The risk landscape remains fickle, but the Treasury complex responded to equity market weakness upon yesterday’s earnings miss from Amazon. Although Bonds have completely pared the panic surge and then some, it is a bright spot to see the convexity of a risk-off move. In fact, the odds for a 75bps hike from the Federal Reserve next week have eroded to 81%, and the odds for December have flipped to a 50bps hike with better than a 50% probability. We do believe 75bps next week is a foregone conclusion, but the responsiveness to fears of evolving deterioration is an important step to normalizing the historical relationship between stocks and bonds.
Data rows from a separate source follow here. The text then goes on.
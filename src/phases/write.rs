//! Phase 7: Writing to Disk
//!
//! Serializes the finalized resources below the classifier directory:
//!
//! - one composite document, `<classifier>.<ext>`, holding the composite root
//!   (an unwrapped Template or a `List` of every item);
//! - one file per item, `<name>-<suffix>.<ext>`, where the suffix comes from
//!   the [`KindFilenameMapper`].
//!
//! Items without a name get no individual file; they are logged and counted.
//! Files written before a failure are left in place.

use std::fs;
use std::path::{Path, PathBuf};

use log::{debug, warn};
use serde::Serialize;

use crate::error::{Error, Result};
use crate::mapping::KindFilenameMapper;
use crate::phases::finalize::OutputEntity;
use crate::resource::{ResourceCollection, ResourceFileType};

/// Files produced by one write.
#[derive(Debug, Clone, Default, PartialEq)]
pub struct WriteOutcome {
    pub composite: PathBuf,
    pub individual: Vec<PathBuf>,
    /// Items without a name, and therefore without an individual file.
    pub skipped: usize,
}

fn write_file<T: Serialize>(path: &Path, value: &T, file_type: ResourceFileType) -> Result<()> {
    let content = file_type.serialize(value)?;
    fs::write(path, content).map_err(|source| Error::Write {
        path: path.to_path_buf(),
        source,
    })?;
    debug!("Wrote {}", path.display());
    Ok(())
}

/// `base` with the format's extension, e.g. `target/forge/openshift/openshift.yml`.
pub fn composite_path(base: &Path, file_type: ResourceFileType) -> PathBuf {
    base.with_extension(file_type.extension())
}

/// Executes Phase 7.
///
/// `base` is the composite file path without extension; individual files go
/// next to it.
pub fn execute(
    entity: &OutputEntity,
    filtered: &ResourceCollection,
    base: &Path,
    file_type: ResourceFileType,
    mapper: &KindFilenameMapper,
) -> Result<WriteOutcome> {
    let dir = base.parent().unwrap_or_else(|| Path::new("."));
    fs::create_dir_all(dir).map_err(|source| Error::Write {
        path: dir.to_path_buf(),
        source,
    })?;

    let composite = composite_path(base, file_type);
    write_file(&composite, &entity.to_value(), file_type)?;

    let mut outcome = WriteOutcome {
        composite,
        ..Default::default()
    };
    for item in filtered.iter() {
        let Some(name) = item.name().filter(|n| !n.trim().is_empty()) else {
            warn!(
                "No name for generated item of kind {}, skipping individual file",
                item.kind()
            );
            outcome.skipped += 1;
            continue;
        };
        let file_name = format!(
            "{}.{}",
            mapper.name_with_suffix(name, item.kind()),
            file_type.extension()
        );
        let path = dir.join(file_name);
        write_file(&path, item, file_type)?;
        outcome.individual.push(path);
    }
    Ok(outcome)
}

#[cfg(test)]
mod tests {
    use super::*;
    use crate::phases::finalize;
    use crate::resource::ResourceItem;
    use log::Level;
    use serde_yaml::Value;
    use tempfile::TempDir;

    fn unnamed(kind: &str) -> ResourceItem {
        let yaml = format!("kind: {}\nmetadata:\n  labels:\n    a: b\n", kind);
        ResourceItem::from_value(serde_yaml::from_str(&yaml).unwrap()).unwrap()
    }

    #[test]
    fn test_writes_composite_and_individual_files() {
        let temp = TempDir::new().unwrap();
        let collection = ResourceCollection::new(vec![
            ResourceItem::new("Deployment", "app"),
            ResourceItem::new("Service", "app"),
            ResourceItem::new("Route", "app"),
        ]);
        let (entity, filtered) = finalize::execute(&collection, false);
        let base = temp.path().join("openshift/openshift");

        let outcome = execute(
            &entity,
            &filtered,
            &base,
            ResourceFileType::Yaml,
            &KindFilenameMapper::default(),
        )
        .unwrap();

        assert_eq!(outcome.composite, temp.path().join("openshift/openshift.yml"));
        assert_eq!(
            outcome.individual,
            vec![
                temp.path().join("openshift/app-deployment.yml"),
                temp.path().join("openshift/app-service.yml"),
            ]
        );
        assert!(!temp.path().join("openshift/app-route.yml").exists());

        let composite: Value =
            serde_yaml::from_str(&fs::read_to_string(&outcome.composite).unwrap()).unwrap();
        assert_eq!(composite.get("kind").and_then(Value::as_str), Some("List"));
        assert_eq!(
            composite.get("items").and_then(Value::as_sequence).map(Vec::len),
            Some(2)
        );
    }

    #[test]
    fn test_json_output() {
        let temp = TempDir::new().unwrap();
        let collection = ResourceCollection::new(vec![ResourceItem::new("ConfigMap", "settings")]);
        let (entity, filtered) = finalize::execute(&collection, true);

        let outcome = execute(
            &entity,
            &filtered,
            &temp.path().join("kubernetes/kubernetes"),
            ResourceFileType::Json,
            &KindFilenameMapper::default(),
        )
        .unwrap();

        assert!(outcome.composite.ends_with("kubernetes/kubernetes.json"));
        let individual = fs::read_to_string(&outcome.individual[0]).unwrap();
        let parsed: serde_json::Value = serde_json::from_str(&individual).unwrap();
        assert_eq!(parsed["metadata"]["name"], "settings");
        assert!(outcome.individual[0].ends_with("settings-configmap.json"));
    }

    #[test]
    fn test_unwrapped_template_is_composite_root() {
        let temp = TempDir::new().unwrap();
        let collection = ResourceCollection::new(vec![ResourceItem::new("Template", "shop")]);
        let (entity, filtered) = finalize::execute(&collection, true);

        let outcome = execute(
            &entity,
            &filtered,
            &temp.path().join("openshift/openshift"),
            ResourceFileType::Yaml,
            &KindFilenameMapper::default(),
        )
        .unwrap();
        let composite: Value =
            serde_yaml::from_str(&fs::read_to_string(&outcome.composite).unwrap()).unwrap();
        assert_eq!(composite.get("kind").and_then(Value::as_str), Some("Template"));
        assert!(outcome.individual[0].ends_with("shop-template.yml"));
    }

    #[test]
    fn test_blank_names_are_skipped_with_warning() {
        testing_logger::setup();
        let temp = TempDir::new().unwrap();
        let collection = ResourceCollection::new(vec![
            unnamed("ConfigMap"),
            ResourceItem::new("Service", "web"),
            ResourceItem::new("Secret", "  "),
        ]);
        let (entity, filtered) = finalize::execute(&collection, true);

        let outcome = execute(
            &entity,
            &filtered,
            &temp.path().join("kubernetes/kubernetes"),
            ResourceFileType::Yaml,
            &KindFilenameMapper::default(),
        )
        .unwrap();

        assert_eq!(outcome.individual.len(), 1);
        assert_eq!(outcome.skipped, 2);
        let composite: Value =
            serde_yaml::from_str(&fs::read_to_string(&outcome.composite).unwrap()).unwrap();
        assert_eq!(
            composite.get("items").and_then(Value::as_sequence).map(Vec::len),
            Some(3)
        );

        testing_logger::validate(|captured_logs| {
            let warnings: Vec<_> = captured_logs
                .iter()
                .filter(|log| log.level == Level::Warn)
                .collect();
            assert_eq!(warnings.len(), 2);
            assert!(warnings[0].body.contains("ConfigMap"));
            assert!(warnings[1].body.contains("Secret"));
        });
    }

    #[test]
    fn test_duplicate_items_overwrite_same_file() {
        let temp = TempDir::new().unwrap();
        let collection = ResourceCollection::new(vec![
            ResourceItem::new("Service", "web"),
            ResourceItem::new("Service", "web"),
        ]);
        let (entity, filtered) = finalize::execute(&collection, true);
        let outcome = execute(
            &entity,
            &filtered,
            &temp.path().join("kubernetes/kubernetes"),
            ResourceFileType::Yaml,
            &KindFilenameMapper::default(),
        )
        .unwrap();
        assert_eq!(outcome.individual.len(), 2);
        assert_eq!(outcome.individual[0], outcome.individual[1]);
    }

    #[test]
    fn test_unwritable_target_reports_path() {
        let temp = TempDir::new().unwrap();
        let blocker = temp.path().join("blocker");
        fs::write(&blocker, "file").unwrap();
        let collection = ResourceCollection::new(vec![ResourceItem::new("Service", "web")]);
        let (entity, filtered) = finalize::execute(&collection, true);

        let err = execute(
            &entity,
            &filtered,
            &blocker.join("kubernetes/kubernetes"),
            ResourceFileType::Yaml,
            &KindFilenameMapper::default(),
        )
        .unwrap_err();
        assert!(matches!(err, Error::Write { .. }));
        assert!(err.to_string().contains("blocker"));
    }
}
There is chatter the Fed will use next week to lay the groundwork for slowing the pace of hikes and allowing their work to sink in. The struggles from big tech this earnings season likely helped build a case for slowing the pace of hikes. Additionally, these companies lowered the bar for future quarters. What if this was the worst environment they face? If you take a company like Netflix, one of the first dominoes to fall, they had a surprisingly good quarter. Other pandemic darlings like Shopify did too. Next week, we look to PayPal, a former darling but one that has played within a theme of leaders to the downside, now exhibiting significant relative strength in recent months. Not to mention, buybacks and a seasonally bullish time are right around the corner. Without dragging this morning’s note on, what I am getting at is this is a recipe for being in the later innings of a bear market, or at a minimum, the stage is being set for a meaningful rally.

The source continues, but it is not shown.